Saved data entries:
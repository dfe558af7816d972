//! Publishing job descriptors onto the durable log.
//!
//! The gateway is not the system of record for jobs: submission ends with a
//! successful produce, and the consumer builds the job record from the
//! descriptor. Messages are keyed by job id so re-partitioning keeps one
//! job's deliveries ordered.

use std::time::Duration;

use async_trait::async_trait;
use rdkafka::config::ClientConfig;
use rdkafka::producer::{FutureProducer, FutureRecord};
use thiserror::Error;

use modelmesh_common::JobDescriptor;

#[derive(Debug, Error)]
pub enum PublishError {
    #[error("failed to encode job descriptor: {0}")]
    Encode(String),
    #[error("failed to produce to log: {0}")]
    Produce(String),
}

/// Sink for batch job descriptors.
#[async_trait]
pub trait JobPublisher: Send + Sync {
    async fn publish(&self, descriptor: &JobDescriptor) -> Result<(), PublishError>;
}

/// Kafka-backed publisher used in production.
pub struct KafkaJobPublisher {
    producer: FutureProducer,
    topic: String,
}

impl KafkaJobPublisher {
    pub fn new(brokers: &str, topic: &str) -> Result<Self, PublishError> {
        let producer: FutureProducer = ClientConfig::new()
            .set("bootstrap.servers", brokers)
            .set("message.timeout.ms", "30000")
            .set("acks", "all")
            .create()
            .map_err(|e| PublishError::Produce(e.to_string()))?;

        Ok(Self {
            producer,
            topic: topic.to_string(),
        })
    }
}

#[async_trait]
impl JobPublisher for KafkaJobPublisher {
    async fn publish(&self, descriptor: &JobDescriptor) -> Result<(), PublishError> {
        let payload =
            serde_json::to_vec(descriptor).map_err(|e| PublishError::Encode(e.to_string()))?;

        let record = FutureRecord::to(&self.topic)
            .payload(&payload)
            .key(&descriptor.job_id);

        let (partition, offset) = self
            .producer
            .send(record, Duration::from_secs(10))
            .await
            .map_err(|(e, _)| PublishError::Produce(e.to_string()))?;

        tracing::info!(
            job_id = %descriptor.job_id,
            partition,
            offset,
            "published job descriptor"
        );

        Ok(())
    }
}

• _EXERCISE PROMPT_
Among the entries above, how many lines include the word "impl"? Reply with the number only.

• _ANSWER FOR THE TASK_
2